**INSTRUCTIONS TO FOLLOW:**
The number needed is how many lines of the data hold the string "SIGTERM". Give that number and nothing more.

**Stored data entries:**
============

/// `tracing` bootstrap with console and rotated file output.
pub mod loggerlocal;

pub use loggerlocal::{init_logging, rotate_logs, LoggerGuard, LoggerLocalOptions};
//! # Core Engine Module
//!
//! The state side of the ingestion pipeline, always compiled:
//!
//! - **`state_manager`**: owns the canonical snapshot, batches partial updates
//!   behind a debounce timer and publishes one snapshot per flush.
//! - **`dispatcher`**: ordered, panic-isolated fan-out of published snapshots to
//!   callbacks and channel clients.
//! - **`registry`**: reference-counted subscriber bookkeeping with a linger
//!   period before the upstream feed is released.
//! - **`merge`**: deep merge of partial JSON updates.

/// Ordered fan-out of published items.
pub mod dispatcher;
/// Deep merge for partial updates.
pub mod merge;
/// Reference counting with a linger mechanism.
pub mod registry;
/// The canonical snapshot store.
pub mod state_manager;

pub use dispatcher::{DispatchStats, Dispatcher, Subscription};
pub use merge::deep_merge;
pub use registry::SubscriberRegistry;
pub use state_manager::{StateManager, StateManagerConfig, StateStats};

============

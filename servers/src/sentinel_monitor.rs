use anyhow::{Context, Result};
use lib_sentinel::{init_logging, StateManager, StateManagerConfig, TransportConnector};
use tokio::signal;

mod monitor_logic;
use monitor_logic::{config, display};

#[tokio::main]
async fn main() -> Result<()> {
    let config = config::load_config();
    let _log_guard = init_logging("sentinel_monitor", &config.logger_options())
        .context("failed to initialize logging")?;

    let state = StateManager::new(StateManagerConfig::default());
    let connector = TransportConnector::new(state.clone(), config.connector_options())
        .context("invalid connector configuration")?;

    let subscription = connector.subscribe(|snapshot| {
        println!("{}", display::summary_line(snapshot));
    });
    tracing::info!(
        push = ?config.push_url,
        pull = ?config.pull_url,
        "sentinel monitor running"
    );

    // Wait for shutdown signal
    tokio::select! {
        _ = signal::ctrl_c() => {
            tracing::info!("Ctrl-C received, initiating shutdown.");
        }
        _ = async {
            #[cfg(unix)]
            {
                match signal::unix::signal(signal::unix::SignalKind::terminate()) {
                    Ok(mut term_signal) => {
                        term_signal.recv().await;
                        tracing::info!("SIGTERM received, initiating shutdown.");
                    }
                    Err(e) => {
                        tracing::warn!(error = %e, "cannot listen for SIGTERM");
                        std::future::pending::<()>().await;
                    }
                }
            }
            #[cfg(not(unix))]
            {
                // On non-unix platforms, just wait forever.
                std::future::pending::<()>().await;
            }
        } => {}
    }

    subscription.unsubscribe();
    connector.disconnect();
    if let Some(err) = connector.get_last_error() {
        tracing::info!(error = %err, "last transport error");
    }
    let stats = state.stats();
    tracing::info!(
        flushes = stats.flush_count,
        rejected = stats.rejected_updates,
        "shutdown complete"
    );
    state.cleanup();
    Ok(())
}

============

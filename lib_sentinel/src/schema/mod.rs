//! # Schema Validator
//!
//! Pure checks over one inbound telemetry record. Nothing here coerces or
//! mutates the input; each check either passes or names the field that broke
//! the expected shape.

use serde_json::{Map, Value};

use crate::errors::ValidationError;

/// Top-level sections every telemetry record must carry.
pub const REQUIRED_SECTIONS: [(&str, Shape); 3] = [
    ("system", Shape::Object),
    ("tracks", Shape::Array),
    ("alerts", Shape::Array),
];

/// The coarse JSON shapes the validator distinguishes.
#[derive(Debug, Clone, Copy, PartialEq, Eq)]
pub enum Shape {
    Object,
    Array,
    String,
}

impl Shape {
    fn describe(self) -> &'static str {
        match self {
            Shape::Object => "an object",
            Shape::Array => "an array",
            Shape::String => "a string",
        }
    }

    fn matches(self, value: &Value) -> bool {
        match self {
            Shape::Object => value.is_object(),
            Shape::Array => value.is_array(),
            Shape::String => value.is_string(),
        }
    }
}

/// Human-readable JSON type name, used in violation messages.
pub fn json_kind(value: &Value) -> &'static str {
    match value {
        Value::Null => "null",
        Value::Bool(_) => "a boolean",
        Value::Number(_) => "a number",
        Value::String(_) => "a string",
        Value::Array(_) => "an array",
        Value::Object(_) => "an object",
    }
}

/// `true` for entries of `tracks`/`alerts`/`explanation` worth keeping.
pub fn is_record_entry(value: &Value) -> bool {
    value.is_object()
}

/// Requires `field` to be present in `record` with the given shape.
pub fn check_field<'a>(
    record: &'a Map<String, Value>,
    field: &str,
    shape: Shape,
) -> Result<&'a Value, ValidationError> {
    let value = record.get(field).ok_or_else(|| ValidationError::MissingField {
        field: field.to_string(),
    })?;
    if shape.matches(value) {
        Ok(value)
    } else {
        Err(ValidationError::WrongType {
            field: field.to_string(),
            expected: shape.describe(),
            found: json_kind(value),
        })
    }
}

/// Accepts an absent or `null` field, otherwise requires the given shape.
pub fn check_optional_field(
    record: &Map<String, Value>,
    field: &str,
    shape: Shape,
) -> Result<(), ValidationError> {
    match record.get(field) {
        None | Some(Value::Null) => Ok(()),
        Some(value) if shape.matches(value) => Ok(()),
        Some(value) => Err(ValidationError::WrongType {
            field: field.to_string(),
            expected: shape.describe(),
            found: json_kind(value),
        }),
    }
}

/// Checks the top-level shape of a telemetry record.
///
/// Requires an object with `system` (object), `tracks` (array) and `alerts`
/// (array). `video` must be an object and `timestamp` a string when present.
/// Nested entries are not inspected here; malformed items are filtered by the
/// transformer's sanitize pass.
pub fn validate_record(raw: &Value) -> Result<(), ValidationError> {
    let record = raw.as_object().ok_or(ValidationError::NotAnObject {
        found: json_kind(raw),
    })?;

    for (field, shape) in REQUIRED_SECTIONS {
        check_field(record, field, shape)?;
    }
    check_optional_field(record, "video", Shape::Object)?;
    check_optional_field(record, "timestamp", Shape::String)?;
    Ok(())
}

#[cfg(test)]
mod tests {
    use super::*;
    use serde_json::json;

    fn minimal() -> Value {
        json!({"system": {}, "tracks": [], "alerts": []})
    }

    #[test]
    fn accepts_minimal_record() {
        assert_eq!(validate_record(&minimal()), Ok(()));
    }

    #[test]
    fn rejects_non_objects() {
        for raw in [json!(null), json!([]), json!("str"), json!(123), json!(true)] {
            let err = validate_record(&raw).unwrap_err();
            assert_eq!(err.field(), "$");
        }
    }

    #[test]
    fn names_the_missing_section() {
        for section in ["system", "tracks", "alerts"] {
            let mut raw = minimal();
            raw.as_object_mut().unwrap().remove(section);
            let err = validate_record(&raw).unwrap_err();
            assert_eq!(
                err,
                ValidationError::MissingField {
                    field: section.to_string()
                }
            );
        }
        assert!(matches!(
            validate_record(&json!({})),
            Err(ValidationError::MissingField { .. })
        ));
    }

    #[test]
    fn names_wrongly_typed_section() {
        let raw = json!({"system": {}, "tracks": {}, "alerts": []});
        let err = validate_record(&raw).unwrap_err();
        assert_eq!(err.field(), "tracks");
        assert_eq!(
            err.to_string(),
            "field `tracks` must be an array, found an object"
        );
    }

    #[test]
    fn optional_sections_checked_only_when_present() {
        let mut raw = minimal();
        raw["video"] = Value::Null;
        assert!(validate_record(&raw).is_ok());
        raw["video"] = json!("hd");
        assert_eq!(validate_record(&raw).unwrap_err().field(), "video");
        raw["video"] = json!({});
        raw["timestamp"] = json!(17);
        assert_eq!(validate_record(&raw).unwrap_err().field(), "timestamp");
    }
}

============

**FINISHED EXERCISE:**
2